Katherine Hayles, I think more correctly, describes these two modes (database/narrative) as symbiotic and not antagonistic. As the various authors we read point out, the human impetus to “collect data” has always been present.  We see this, for instance, in the case of Whitman and his many catalogues. But typically, the mere collection of data is only the means to an end–to a certain interpretation of that data.  And in the fundamental logic of database design itself, the selection, collection, description, organization, and presentation of a database’s contents almost always involves narrative structures, including assumptions about how the information will be manipulated and used through the interface. Narrative and database, it seems, cannot easily be disentangled.  But I do think Manovich is on to something interesting when he considers the need for an “info-aesthetic” understanding of the database itself: what happens when a database becomes not merely the means to an end but an end in itself?

Drawing upon his experience as co-editor of The Walt Whitman Archive (headquarted in my hometown of Lincoln, NE) Folsom observes that traditional notions of genre are too rigid—or have been deployed too rigidly—to do justice to the “rhizomorphous” nature of many authors, Whitman in particular. Folsom happily argues that the database resists this rigidity of traditional notions of genre; and indeed, declares that database is itself a “new genre, the genre of the twenty-first century” (1576), one that fundamentally challenges two traditional cultural forms, narrative and archive. Yet if we consider the database as a concrete form of cultural expression, I wonder if conceptually pairing it with narrative only serves to efface its own idiosyncracies.  For undoubtedly, our way of accessing narratives (e.g., reading, listening, watching) is strikingly different than our way of accessing databases.  You may browse or search information contained within a database (i.e., the metadata), but you certainly don’t read that information in the very important sense of the word in which we read (or view or listen to) more traditional literary narratives.  It seems to me that the difference is not really one of genre, but of access or engagement, and the very different positional attitudes each mode asks us to assume.

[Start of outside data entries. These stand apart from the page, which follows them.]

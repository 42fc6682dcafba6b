//! Trade execution: position sizing, entry with a cash-sufficiency check, and
//! exits at the stored stop-loss or take-profit level.

use chrono::NaiveDateTime;
use tracing::{info, warn};

use super::account::Account;
use super::bar::Bar;
use super::position::{ClosedTrade, ExitReason, Position, PositionState};
use super::signal::Direction;

/// Quantity such that being stopped out loses exactly `risk_budget`.
///
/// Returns 0.0 when entry and stop coincide; callers treat that as
/// "do not open".
pub fn position_size(entry_price: f64, stop_price: f64, risk_budget: f64) -> f64 {
    let distance = (entry_price - stop_price).abs();
    if distance == 0.0 {
        return 0.0;
    }
    risk_budget / distance
}

/// A validated entry request: what the signal engine decided plus where and
/// when the fill happens.
#[derive(Debug, Clone, PartialEq)]
pub struct EntryOrder<'a> {
    pub symbol: &'a str,
    pub direction: Direction,
    pub entry_price: f64,
    pub stop_loss: f64,
    pub take_profit: f64,
    pub time: NaiveDateTime,
}

/// Result of an entry attempt.
#[derive(Debug, Clone, PartialEq)]
pub enum EntryResult {
    Entered { size: f64, cost: f64 },
    ZeroSize,
    InsufficientCapital { cost: f64, capital: f64 },
    AlreadyOpen,
}

/// Try to open a position.
///
/// 1. Refuse if a position is already held
/// 2. Size from the risk budget and stop distance; zero size is not opened
/// 3. Spot cost = entry × size; if it exceeds capital, count a skip
/// 4. Otherwise store the position. Capital is untouched until the close.
pub fn try_open(account: &mut Account, order: &EntryOrder<'_>, risk_budget: f64) -> EntryResult {
    if !account.is_flat() {
        return EntryResult::AlreadyOpen;
    }

    let size = position_size(order.entry_price, order.stop_loss, risk_budget);
    if size <= 0.0 {
        return EntryResult::ZeroSize;
    }

    let position = Position {
        entry_time: order.time,
        symbol: order.symbol.to_string(),
        direction: order.direction,
        entry_price: order.entry_price,
        stop_loss: order.stop_loss,
        take_profit: order.take_profit,
        size,
    };
    let cost = position.cost();
    if cost > account.capital {
        account.record_skip();
        warn!(
            direction = %order.direction,
            "SKIPPED {}: insufficient capital, need {:.2}, have {:.2}",
            order.direction, cost, account.capital
        );
        return EntryResult::InsufficientCapital {
            cost,
            capital: account.capital,
        };
    }

    account.state = PositionState::Open(position);
    info!(
        "Open {} at {:.2} (risk: {:.2}, cost: {:.2})",
        order.direction, order.entry_price, risk_budget, cost
    );

    EntryResult::Entered { size, cost }
}

/// Close the held position at its stop or target.
///
/// The exit price is the stored level for `reason`. Realized pnl is applied
/// to capital and a ledger record appended. Returns `None` when flat.
pub fn close_position(
    account: &mut Account,
    exit_time: NaiveDateTime,
    reason: ExitReason,
) -> Option<ClosedTrade> {
    let position = account.take_position()?;

    let exit_price = position.exit_price(reason);
    let pnl = position.realized_pnl(exit_price);
    account.capital += pnl;

    let trade = ClosedTrade {
        entry_time: position.entry_time,
        symbol: position.symbol,
        direction: position.direction,
        entry_price: position.entry_price,
        exit_price,
        exit_time,
        reason,
        pnl,
        capital_after: account.capital,
    };
    info!(
        "Closed {} ({}) PnL: {:.2}",
        trade.direction, trade.reason, trade.pnl
    );

    account.record_trade(trade.clone());
    Some(trade)
}

/// Check the held position against a bar's range and close it if hit.
pub fn step_exit(account: &mut Account, bar: &Bar) -> Option<ClosedTrade> {
    let reason = account.position()?.check_exit(bar.low, bar.high)?;
    close_position(account, bar.timestamp, reason)
}
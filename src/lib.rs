//! biframe: dual-timeframe engulfing-pattern backtester.
//!
//! Hexagonal architecture: domain logic in [`domain`], port traits in [`ports`],
//! concrete implementations in [`adapters`], command-line entry in [`cli`].

pub mod domain;
pub mod ports;
pub mod adapters;
pub mod cli;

Folsom does indeed point out that “Leaves of Grass as a database is a text very different from Leaves of Grass contained within covers” (1578); however, what is key is not the different ontologies of the two texts, but rather the fundamentally different experiences of engaging with them (and this is perhaps the point, for if database is to be an entirely new form of aesthetics, it cannot, and should not, simply digitally replicate the experience of reading a printed book).

 

McGann and “The Rationale of Hypertext”

In his essay, “The Rationale of Hypertext”, Jerome McGann makes the case for de-centered, hypertext editions of literary works. According to McGann, who is a textual scholar, current critical editions (editions that offer authoritative versions of texts and include critical commentary or variants) are limited by the book form: “The logical structures of the ‘critical edition’ function at the same level as the material being analyzed. As a result, the full power of the logical structures is checked and constrained by being compelled to operate in bookish format” (Radiant Textuality: Literature After the World Wide Web 56). Basically, books establish formal limits to the study of literature. Because the book determines how the scholar engages with the text, it constrains his analysis. Throughout the essay, McGann offers several examples of nontraditional texts that cannot be adequately represented in book form—poems set to music, based off pictures/paintings, or relying on the specifics of inscription/medium. In the example of Emily Dickinson, who often created her poems to fit the scraps of paper available, McGann explains that it would be difficult to combine the “facsimiles” (exact copies, or images of text) with appropriate scaffolding and criticism in a book form. The result would be too vast and unwieldy. McGann concludes that hypertext editions offer an opportunity for presenting texts in a more flexible way. He makes the comparison between hypertext editions and libraries (which are collections of texts, rather than a single text) and the internet (where information is connected through a network). He argues for presenting texts and all their variants, components, and critical materials in non-centralized form, so “when one goes to read a poetical work, no documentary state of the work is privileged over the others. All options are presented for the reader’s choice” (Radiant Textuality: Literature After the World Wide Web  73). This dramatically breaks open the traditional text to new ways of reading, and therefore, of analysis.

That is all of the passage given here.